Logo

Electronics Engineering Technicians


About

Exploring this Job

If you are interested in a career as an electronics engineering technician, you can gain relevant experience by taking shop courses, joining electronics or radio clubs in school, and assembling electronic equipment with commercial kits.

You should take every opportunity to discuss the field with people working in it. Try to visit different kinds of electronics facilities—service shops, manufacturing plants, and research laboratories—either through individual visits or through field trips organized by teachers or school counselors. These visits will provide you with an idea of the opportunities in the different areas of the electronics industry. You should also take an introductory course in electricity or electronics to test your aptitude, skills, and interest. If you enroll in a community college or technical school, you may be able to secure off-quarter or part-time internships with local employers through your school's career services office. Internships are valuable ways to gain experience while still in school.

The Job

Most electronics technicians work in one of three broad areas of electronics: product development, manufacturing and production, or service and maintenance. Technicians involved with service and maintenance are known as electronics service technicians.

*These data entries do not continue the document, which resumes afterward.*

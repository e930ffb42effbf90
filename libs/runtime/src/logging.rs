use crate::config::LoggingConfig;
use regex::Regex;
use std::{
    io::Write,
    path::Path,
    sync::{Arc, Mutex},
};
use tracing::Level;
use tracing_subscriber::{
    fmt, layer::SubscriberExt, util::SubscriberInitExt, Layer, Registry,
};

use file_rotate::{
    compression::Compression,
    suffix::{AppendCount, FileLimit},
    ContentLimit, FileRotate,
};

// -------- level helpers --------
fn parse_tracing_level(s: &str) -> Option<Level> {
    match s.to_ascii_lowercase().as_str() {
        "trace" => Some(Level::TRACE),
        "debug" => Some(Level::DEBUG),
        "info" => Some(Level::INFO),
        "warn" => Some(Level::WARN),
        "error" => Some(Level::ERROR),
        "off" | "none" => None,
        _ => Some(Level::INFO),
    }
}

// -------- redaction at the sink boundary --------

/// Compiled redaction policy. One pair of patterns per configured field name:
/// `field=value` (tracing's kv format) and `"field": "value"` (JSON payloads
/// echoed into log lines).
#[derive(Clone)]
pub struct Redactor {
    rules: Arc<Vec<(Regex, String)>>,
}

impl Redactor {
    pub fn new(fields: &[String]) -> Self {
        let mut rules = Vec::with_capacity(fields.len() * 2);
        for field in fields {
            let name = regex::escape(field);
            if let Ok(re) = Regex::new(&format!(r#"(?i)("{name}"\s*:\s*)("[^"]*"|[^,\s}}]+)"#)) {
                rules.push((re, "$1\"[redacted]\"".to_string()));
            }
            if let Ok(re) = Regex::new(&format!(r#"(?i)\b({name}=)("[^"]*"|\S+)"#)) {
                rules.push((re, "$1[redacted]".to_string()));
            }
        }
        Self {
            rules: Arc::new(rules),
        }
    }

    pub fn apply(&self, line: &str) -> String {
        let mut out = line.to_string();
        for (re, replacement) in self.rules.iter() {
            out = re.replace_all(&out, replacement.as_str()).into_owned();
        }
        out
    }
}

/// Writer wrapper that scrubs sensitive fields from every formatted record
/// before it reaches the sink.
pub struct RedactingWriter<W: Write> {
    inner: W,
    redactor: Redactor,
}

impl<W: Write> Write for RedactingWriter<W> {
    fn write(&mut self, buf: &[u8]) -> std::io::Result<usize> {
        let text = String::from_utf8_lossy(buf);
        let scrubbed = self.redactor.apply(&text);
        self.inner.write_all(scrubbed.as_bytes())?;
        // Report the original length; the caller's buffer was fully consumed.
        Ok(buf.len())
    }

    fn flush(&mut self) -> std::io::Result<()> {
        self.inner.flush()
    }
}

#[derive(Clone)]
struct RedactingStdout {
    redactor: Redactor,
}

impl<'a> fmt::MakeWriter<'a> for RedactingStdout {
    type Writer = RedactingWriter<std::io::Stdout>;
    fn make_writer(&'a self) -> Self::Writer {
        RedactingWriter {
            inner: std::io::stdout(),
            redactor: self.redactor.clone(),
        }
    }
}

// -------- rotating writer for files --------
#[derive(Clone)]
struct RotWriter {
    rot: Arc<Mutex<FileRotate<AppendCount>>>,
    redactor: Redactor,
}

struct RotWriterHandle {
    rot: Arc<Mutex<FileRotate<AppendCount>>>,
    redactor: Redactor,
}

impl Write for RotWriterHandle {
    fn write(&mut self, buf: &[u8]) -> std::io::Result<usize> {
        let text = String::from_utf8_lossy(buf);
        let scrubbed = self.redactor.apply(&text);
        self.rot.lock().unwrap().write_all(scrubbed.as_bytes())?;
        Ok(buf.len())
    }

    fn flush(&mut self) -> std::io::Result<()> {
        self.rot.lock().unwrap().flush()
    }
}

impl<'a> fmt::MakeWriter<'a> for RotWriter {
    type Writer = RotWriterHandle;
    fn make_writer(&'a self) -> Self::Writer {
        RotWriterHandle {
            rot: self.rot.clone(),
            redactor: self.redactor.clone(),
        }
    }
}

/// Initialize console (+ optional rotating file) logging with the configured
/// redaction policy. `base_dir` anchors relative file paths.
pub fn init_logging(cfg: &LoggingConfig, base_dir: &Path) {
    let redactor = Redactor::new(&cfg.redact_fields);

    // Route `log` crate records (sea-orm, reqwest internals) into tracing.
    let _ = tracing_log::LogTracer::init();

    let mut layers: Vec<Box<dyn Layer<Registry> + Send + Sync>> = Vec::new();

    if let Some(level) = parse_tracing_level(&cfg.console_level) {
        layers.push(
            fmt::layer()
                .with_target(true)
                .with_writer(RedactingStdout {
                    redactor: redactor.clone(),
                })
                .with_filter(tracing_subscriber::filter::LevelFilter::from_level(level))
                .boxed(),
        );
    }

    if let (Some(file), Some(level)) = (
        cfg.file.as_ref(),
        parse_tracing_level(&cfg.file_level),
    ) {
        let mut path = std::path::PathBuf::from(file);
        if path.is_relative() {
            path = base_dir.join(path);
        }
        if let Some(dir) = path.parent() {
            let _ = std::fs::create_dir_all(dir);
        }
        let rot = FileRotate::new(
            path,
            AppendCount::new(cfg.max_backups),
            ContentLimit::Bytes((cfg.max_size_mb * 1024 * 1024) as usize),
            Compression::None,
            #[cfg(unix)]
            None,
        );
        layers.push(
            fmt::layer()
                .with_ansi(false)
                .with_target(true)
                .with_writer(RotWriter {
                    rot: Arc::new(Mutex::new(rot)),
                    redactor,
                })
                .with_filter(tracing_subscriber::filter::LevelFilter::from_level(level))
                .boxed(),
        );
    }

    let _ = tracing_subscriber::registry().with(layers).try_init();
}

#[cfg(test)]
mod tests {
    use super::*;

    #[test]
    fn parse_level_matrix() {
        assert_eq!(parse_tracing_level("trace"), Some(Level::TRACE));
        assert_eq!(parse_tracing_level("DEBUG"), Some(Level::DEBUG));
        assert_eq!(parse_tracing_level("info"), Some(Level::INFO));
        assert_eq!(parse_tracing_level("warn"), Some(Level::WARN));
        assert_eq!(parse_tracing_level("error"), Some(Level::ERROR));
        assert_eq!(parse_tracing_level("off"), None);
        assert_eq!(parse_tracing_level("garbage"), Some(Level::INFO));
    }

    fn redactor() -> Redactor {
        Redactor::new(&[
            "password".to_string(),
            "code".to_string(),
            "newPassword".to_string(),
        ])
    }

    #[test]
    fn redacts_kv_pairs() {
        let out = redactor().apply("login attempt password=hunter2 email=a@b.com");
        assert!(out.contains("password=[redacted]"));
        assert!(out.contains("email=a@b.com"));
        assert!(!out.contains("hunter2"));
    }

    #[test]
    fn redacts_json_fields() {
        let out = redactor().apply(r#"body: {"email":"a@b.com","password":"hunter2","code":"123456"}"#);
        assert!(out.contains(r#""password": "[redacted]""#) || out.contains(r#""password":"[redacted]""#));
        assert!(!out.contains("hunter2"));
        assert!(!out.contains("123456"));
        assert!(out.contains("a@b.com"));
    }

    #[test]
    fn redaction_is_case_insensitive_on_field_names() {
        let out = redactor().apply(r#"{"newpassword": "s3cret"}"#);
        assert!(!out.contains("s3cret"));
    }

    #[test]
    fn lines_without_sensitive_fields_pass_through() {
        let line = "GET /appointments 200 12ms";
        assert_eq!(redactor().apply(line), line);
    }

    #[test]
    fn writer_scrubs_before_sink() {
        let mut sink = Vec::new();
        {
            let mut w = RedactingWriter {
                inner: &mut sink,
                redactor: redactor(),
            };
            w.write_all(b"password=topsecret done").unwrap();
        }
        let written = String::from_utf8(sink).unwrap();
        assert_eq!(written, "password=[redacted] done");
    }
}
use async_trait::async_trait;
use uuid::Uuid;

use crate::contract::model::UserProfile;

/// Write-through port for the document store the mobile client still reads
/// directly. The relational store is authoritative; mirror failures must not
/// fail the request (callers log and continue), and the mirror is never
/// consulted for authentication.
#[async_trait]
pub trait ProfileMirror: Send + Sync {
    async fn upsert_profile(&self, profile: &UserProfile) -> anyhow::Result<()>;
    async fn delete_profile(&self, user_id: Uuid) -> anyhow::Result<()>;
}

In the product-development area, electronics technicians, or electronics development technicians, work directly with engineers or as part of a research team. Engineers create blueprints for a new product, and technicians build a prototype according to specifications. Using hand tools and small machine tools, they construct complex parts, components, and subassemblies.

After the prototype is completed, technicians work with engineers to test the product and make necessary modifications. They conduct physical and electrical tests to test the product's performance in various stressful conditions; for example, they test to see how a component will react in extreme heat and cold. Tests are run using complicated instruments and equipment, and detailed, accurate records are kept of the tests performed.

Electronics technicians in the product-development field may make suggestions for improvements in the design of a device. They may construct, install, modify, or repair laboratory test equipment.

Electronics drafting is a field of electronics technology closely related to product development. Electronics drafters, or computer-aided design drafters, convert rough sketches and written or verbal information provided by engineers and scientists into easily understandable schematic, layout, or wiring diagrams to be used in manufacturing the product. These drafters may also prepare a list of components and equipment needed for producing the final product, as well as bills for materials.

Another closely related field is cost estimating. Cost-estimating technicians review new product proposals in order to determine the approximate total cost to produce a product. They estimate the costs for all labor, equipment, and materials needed to manufacture the product. The sales department uses these figures to determine at what price a product can be sold and whether production is economically feasible.

In the manufacturing and production phase, electronics technicians, who are also called electronics manufacturing and production technicians, work in a wide variety of capacities, generally with the day-to-day handling of production problems, schedules, and costs. These technicians deal with any problems arising from the production process. They install, maintain, and repair assembly- or test-line machinery. In quality control, they inspect and test products at various stages in the production process. When a problem is discovered, they are involved in determining the nature and extent of it and in suggesting remedies.

Those involved in quality control inspect and test the products at various stages of completion. They also maintain and calibrate test equipment used in all phases of manufacturing. They determine the causes for rejection of parts or equipment by assembly-line inspectors and then analyze field and manufacturing reports of product failures.

These technicians make specific recommendations to their supervisors to eliminate the causes of rejects and may even suggest design, manufacturing, and process changes and establish quality-acceptance levels. They interpret quality-control standards to the manufacturing supervisors. And they establish and maintain quality limits on items purchased from other manufacturers, thus ensuring the quality of parts used in the equipment being assembled.

Another area of electronics technology is that of technical writing and editing. Technical writers and technical editors compile, write, and edit a wide variety of technical information. This includes instructional leaflets, operating manuals, books, and installation and service manuals having to do with the products of the company. To do this, they confer with design and development engineers, production personnel, salespeople, drafters, and others to obtain the necessary information to prepare the text, drawings, diagrams, parts, lists, and illustrations. They must thoroughly understand how and why the equipment works in order to be able to tell the customer how to use it and the service technician how to install and service it.

At times, technical writers and editors help prepare technical reports and proposals and write technical articles for engineering societies, management, and other associations. Their job is to produce the means (through words and pictures) by which the customer can get the most value out of the purchased equipment.